-- Exercise aim --
Scan the data below and pick out the lines containing the word "current".
Records to process Block Start
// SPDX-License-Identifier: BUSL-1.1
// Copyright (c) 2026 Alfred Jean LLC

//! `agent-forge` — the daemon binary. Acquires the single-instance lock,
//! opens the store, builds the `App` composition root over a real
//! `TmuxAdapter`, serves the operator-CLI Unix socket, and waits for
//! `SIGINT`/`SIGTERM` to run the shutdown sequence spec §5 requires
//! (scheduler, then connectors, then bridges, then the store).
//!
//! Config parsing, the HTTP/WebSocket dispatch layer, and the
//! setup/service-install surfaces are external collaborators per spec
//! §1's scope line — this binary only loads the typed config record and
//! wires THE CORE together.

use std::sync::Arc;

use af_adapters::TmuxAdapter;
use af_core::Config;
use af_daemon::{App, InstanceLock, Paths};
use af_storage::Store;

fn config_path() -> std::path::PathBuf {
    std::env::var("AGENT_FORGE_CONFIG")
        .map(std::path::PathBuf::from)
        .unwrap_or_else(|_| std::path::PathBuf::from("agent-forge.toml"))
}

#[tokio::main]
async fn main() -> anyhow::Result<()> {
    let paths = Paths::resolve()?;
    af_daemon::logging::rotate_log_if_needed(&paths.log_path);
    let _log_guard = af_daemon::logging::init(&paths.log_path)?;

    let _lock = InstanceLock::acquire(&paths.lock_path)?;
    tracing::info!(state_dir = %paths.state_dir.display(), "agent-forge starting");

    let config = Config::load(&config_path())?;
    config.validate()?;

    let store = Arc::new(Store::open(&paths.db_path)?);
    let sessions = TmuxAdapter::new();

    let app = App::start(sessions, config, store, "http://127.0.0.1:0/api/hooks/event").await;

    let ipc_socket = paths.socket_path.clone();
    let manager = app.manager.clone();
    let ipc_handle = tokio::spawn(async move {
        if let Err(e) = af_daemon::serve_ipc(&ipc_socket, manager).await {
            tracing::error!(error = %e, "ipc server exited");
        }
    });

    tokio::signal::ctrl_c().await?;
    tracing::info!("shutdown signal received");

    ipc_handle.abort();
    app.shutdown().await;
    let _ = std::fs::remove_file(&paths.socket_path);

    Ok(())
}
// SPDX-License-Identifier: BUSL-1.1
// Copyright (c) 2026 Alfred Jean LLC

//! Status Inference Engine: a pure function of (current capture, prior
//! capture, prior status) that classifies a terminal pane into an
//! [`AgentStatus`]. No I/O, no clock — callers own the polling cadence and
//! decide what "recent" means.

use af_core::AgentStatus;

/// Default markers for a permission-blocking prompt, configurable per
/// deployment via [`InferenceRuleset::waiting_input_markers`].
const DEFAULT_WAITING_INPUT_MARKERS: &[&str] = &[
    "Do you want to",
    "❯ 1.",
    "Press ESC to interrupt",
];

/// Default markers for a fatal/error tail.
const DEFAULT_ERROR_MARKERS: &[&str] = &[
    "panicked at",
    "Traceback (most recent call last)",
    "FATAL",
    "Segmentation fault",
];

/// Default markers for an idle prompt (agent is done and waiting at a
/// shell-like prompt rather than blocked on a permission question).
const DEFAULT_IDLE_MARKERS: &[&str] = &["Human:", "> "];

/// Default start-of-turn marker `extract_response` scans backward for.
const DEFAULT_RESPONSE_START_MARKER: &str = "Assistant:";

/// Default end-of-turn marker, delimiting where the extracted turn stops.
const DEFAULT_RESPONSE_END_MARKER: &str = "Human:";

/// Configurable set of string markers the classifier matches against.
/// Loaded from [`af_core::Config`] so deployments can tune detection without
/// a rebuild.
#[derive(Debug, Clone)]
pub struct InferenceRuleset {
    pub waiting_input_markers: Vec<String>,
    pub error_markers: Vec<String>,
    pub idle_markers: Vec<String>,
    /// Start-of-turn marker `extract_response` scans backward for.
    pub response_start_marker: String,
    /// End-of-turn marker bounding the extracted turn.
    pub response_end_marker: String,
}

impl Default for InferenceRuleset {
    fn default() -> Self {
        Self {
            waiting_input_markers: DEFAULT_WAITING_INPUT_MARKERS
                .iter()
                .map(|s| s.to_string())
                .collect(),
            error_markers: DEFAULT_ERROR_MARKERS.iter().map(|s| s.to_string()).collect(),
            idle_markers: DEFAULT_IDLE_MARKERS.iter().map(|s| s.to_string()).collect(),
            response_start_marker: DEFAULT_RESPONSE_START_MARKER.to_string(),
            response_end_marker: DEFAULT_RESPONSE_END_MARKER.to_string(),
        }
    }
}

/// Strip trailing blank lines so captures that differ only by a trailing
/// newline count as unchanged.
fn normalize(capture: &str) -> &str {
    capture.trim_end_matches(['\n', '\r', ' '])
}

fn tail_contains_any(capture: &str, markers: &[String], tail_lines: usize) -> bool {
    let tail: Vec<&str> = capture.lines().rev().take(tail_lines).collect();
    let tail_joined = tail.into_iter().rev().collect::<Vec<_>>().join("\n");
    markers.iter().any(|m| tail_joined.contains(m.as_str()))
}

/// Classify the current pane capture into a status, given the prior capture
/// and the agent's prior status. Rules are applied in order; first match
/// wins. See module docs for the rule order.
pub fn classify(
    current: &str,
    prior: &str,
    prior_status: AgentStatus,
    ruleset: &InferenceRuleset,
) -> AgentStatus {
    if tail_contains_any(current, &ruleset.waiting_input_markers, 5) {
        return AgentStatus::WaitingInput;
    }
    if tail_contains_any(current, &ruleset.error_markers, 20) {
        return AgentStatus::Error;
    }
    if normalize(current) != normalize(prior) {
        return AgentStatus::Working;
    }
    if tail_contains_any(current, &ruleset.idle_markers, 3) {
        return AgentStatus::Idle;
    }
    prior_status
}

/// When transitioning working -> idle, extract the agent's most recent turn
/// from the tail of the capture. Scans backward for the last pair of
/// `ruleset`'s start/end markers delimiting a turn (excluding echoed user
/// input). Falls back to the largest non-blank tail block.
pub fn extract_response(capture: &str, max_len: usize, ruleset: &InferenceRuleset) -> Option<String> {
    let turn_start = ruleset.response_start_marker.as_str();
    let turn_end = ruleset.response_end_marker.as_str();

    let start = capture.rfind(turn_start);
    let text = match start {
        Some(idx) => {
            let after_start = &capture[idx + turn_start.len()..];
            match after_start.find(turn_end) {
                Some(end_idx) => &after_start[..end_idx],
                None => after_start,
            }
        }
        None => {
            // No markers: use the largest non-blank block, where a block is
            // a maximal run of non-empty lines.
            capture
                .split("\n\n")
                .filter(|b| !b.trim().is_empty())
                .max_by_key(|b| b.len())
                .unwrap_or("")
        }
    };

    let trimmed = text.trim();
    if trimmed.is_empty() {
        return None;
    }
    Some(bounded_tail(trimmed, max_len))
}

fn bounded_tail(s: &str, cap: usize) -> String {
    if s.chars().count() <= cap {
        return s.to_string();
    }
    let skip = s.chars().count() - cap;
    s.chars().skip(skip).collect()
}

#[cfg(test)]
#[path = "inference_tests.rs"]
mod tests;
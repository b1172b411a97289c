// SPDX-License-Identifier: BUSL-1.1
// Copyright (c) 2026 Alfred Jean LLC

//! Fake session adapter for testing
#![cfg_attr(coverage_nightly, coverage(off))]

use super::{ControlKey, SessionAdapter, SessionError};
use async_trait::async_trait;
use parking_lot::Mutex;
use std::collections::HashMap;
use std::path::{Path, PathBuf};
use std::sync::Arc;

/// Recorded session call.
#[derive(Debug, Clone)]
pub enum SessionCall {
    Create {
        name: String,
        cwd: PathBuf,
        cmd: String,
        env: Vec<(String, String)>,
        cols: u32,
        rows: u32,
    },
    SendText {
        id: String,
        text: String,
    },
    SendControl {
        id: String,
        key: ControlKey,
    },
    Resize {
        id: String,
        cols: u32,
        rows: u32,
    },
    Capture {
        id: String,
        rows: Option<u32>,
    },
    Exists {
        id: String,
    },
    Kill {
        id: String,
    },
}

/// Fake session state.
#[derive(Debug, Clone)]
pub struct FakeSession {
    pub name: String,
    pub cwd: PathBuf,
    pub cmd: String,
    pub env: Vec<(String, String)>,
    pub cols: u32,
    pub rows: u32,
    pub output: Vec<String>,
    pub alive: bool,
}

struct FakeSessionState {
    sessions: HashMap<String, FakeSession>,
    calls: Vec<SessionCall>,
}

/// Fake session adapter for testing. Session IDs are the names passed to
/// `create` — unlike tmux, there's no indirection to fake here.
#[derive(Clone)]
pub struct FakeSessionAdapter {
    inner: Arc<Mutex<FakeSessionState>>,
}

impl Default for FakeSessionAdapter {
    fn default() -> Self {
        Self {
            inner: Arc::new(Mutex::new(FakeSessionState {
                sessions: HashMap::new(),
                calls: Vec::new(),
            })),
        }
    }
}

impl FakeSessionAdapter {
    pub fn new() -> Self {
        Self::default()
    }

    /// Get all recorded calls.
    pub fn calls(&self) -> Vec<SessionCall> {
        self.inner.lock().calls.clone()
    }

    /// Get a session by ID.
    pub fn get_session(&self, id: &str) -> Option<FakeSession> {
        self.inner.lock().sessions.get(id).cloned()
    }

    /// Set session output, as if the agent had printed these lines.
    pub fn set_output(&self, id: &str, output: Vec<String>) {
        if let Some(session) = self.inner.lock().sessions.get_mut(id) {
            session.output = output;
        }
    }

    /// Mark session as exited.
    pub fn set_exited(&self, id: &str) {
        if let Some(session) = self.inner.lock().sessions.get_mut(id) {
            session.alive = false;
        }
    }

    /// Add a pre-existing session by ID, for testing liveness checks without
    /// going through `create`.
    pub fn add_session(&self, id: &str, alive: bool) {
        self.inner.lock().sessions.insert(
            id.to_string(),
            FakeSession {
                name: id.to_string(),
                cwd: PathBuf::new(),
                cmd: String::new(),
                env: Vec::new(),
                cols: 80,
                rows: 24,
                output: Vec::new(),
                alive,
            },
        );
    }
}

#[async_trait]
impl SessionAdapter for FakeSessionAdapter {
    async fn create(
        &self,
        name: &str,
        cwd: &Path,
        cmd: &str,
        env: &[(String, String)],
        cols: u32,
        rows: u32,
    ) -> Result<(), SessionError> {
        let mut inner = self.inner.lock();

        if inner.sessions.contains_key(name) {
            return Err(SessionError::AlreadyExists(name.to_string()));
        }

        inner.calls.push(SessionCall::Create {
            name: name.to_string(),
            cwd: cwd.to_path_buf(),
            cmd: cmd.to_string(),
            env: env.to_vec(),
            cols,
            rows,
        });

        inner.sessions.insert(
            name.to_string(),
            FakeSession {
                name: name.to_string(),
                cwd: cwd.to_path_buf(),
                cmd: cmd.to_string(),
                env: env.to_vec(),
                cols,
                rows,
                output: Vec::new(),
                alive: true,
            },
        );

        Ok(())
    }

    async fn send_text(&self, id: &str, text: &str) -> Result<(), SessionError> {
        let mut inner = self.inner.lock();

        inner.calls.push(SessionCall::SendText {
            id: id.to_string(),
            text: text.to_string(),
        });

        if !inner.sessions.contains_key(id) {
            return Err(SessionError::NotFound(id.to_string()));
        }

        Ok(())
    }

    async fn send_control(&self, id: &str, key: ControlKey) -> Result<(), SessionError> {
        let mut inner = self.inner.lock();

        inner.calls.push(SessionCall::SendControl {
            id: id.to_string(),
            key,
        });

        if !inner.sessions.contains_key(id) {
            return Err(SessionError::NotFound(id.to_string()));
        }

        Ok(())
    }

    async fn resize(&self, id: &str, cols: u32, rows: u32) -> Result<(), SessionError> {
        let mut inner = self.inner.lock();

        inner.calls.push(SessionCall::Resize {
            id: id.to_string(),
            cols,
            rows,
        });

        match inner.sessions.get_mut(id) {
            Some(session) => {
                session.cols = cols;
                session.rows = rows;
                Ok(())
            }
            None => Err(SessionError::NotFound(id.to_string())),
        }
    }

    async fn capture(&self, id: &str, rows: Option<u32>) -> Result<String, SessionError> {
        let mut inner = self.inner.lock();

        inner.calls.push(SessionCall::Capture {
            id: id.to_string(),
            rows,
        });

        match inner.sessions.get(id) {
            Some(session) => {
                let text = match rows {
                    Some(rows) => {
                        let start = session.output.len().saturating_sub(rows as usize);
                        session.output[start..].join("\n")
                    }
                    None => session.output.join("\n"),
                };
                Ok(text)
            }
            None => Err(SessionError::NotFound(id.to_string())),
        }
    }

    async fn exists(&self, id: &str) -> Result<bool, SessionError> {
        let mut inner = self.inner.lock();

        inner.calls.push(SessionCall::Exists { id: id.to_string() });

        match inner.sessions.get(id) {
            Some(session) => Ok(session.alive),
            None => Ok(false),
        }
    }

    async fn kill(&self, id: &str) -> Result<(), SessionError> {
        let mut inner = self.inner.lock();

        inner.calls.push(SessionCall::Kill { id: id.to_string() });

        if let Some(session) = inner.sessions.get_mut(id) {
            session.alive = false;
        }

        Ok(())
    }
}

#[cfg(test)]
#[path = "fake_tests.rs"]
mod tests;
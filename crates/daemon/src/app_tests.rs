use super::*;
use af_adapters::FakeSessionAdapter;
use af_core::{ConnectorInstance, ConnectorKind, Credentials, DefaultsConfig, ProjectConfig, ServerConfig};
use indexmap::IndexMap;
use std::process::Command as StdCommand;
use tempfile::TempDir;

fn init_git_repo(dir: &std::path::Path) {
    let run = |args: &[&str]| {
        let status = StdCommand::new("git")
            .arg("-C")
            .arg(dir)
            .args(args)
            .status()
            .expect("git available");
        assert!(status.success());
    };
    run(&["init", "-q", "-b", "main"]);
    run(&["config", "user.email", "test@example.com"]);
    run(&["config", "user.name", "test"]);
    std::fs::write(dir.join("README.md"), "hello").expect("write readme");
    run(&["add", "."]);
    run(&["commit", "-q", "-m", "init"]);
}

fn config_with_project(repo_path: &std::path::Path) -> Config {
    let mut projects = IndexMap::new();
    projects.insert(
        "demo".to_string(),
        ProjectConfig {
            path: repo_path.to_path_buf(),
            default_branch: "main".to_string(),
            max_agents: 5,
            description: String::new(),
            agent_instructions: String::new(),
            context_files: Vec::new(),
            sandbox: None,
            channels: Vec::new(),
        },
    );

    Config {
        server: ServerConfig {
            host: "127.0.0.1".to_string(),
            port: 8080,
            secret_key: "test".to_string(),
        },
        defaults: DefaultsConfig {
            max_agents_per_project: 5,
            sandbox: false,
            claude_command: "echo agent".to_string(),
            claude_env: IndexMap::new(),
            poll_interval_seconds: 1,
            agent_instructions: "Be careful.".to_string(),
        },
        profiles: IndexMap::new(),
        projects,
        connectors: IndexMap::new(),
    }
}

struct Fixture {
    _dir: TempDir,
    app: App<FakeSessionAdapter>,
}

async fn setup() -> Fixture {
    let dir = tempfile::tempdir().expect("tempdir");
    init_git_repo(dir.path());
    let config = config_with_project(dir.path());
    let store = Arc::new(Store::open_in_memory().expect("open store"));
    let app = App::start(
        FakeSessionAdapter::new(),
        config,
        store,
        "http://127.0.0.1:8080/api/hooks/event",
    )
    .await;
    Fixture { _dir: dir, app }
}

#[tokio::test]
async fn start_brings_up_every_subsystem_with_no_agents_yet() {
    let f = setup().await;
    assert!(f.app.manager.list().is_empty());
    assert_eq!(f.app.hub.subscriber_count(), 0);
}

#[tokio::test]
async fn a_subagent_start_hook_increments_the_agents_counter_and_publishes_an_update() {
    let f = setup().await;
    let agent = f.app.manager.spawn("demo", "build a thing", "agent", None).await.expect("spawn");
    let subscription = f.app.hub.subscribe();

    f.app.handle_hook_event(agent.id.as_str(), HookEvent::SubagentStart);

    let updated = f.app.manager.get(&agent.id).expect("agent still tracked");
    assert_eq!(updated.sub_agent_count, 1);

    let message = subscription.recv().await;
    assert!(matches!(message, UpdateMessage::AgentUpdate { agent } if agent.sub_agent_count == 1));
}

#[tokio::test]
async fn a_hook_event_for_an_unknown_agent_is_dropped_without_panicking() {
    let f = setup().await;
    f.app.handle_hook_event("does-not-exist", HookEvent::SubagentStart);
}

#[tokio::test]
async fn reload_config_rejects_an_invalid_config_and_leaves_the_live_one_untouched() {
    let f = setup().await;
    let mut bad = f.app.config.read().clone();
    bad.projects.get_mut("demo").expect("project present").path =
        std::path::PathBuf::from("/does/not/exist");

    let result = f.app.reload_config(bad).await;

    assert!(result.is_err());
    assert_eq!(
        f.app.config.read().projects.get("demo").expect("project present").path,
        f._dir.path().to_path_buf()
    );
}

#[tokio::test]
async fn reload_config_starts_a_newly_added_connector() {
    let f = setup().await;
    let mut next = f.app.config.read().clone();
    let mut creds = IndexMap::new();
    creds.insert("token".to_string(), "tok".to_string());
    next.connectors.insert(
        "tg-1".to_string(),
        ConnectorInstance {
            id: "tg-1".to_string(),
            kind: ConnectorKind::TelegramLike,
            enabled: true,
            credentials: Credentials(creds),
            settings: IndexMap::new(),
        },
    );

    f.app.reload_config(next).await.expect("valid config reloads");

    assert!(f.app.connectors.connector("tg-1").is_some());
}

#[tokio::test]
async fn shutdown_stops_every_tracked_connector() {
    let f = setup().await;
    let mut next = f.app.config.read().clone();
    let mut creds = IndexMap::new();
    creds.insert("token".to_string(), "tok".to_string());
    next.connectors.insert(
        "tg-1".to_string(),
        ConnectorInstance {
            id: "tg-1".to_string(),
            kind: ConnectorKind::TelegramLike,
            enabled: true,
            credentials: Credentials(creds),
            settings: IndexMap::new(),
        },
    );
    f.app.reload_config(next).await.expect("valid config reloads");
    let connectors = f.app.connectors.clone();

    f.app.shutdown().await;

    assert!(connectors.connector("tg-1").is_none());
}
Records to process Block End
-- Response --
//! Status Inference Engine: a pure function of (current capture, prior
/// Classify the current pane capture into a status, given the prior capture
    current: &str,
    if tail_contains_any(current, &ruleset.waiting_input_markers, 5) {
    if tail_contains_any(current, &ruleset.error_markers, 20) {
    if normalize(current) != normalize(prior) {
    if tail_contains_any(current, &ruleset.idle_markers, 3) {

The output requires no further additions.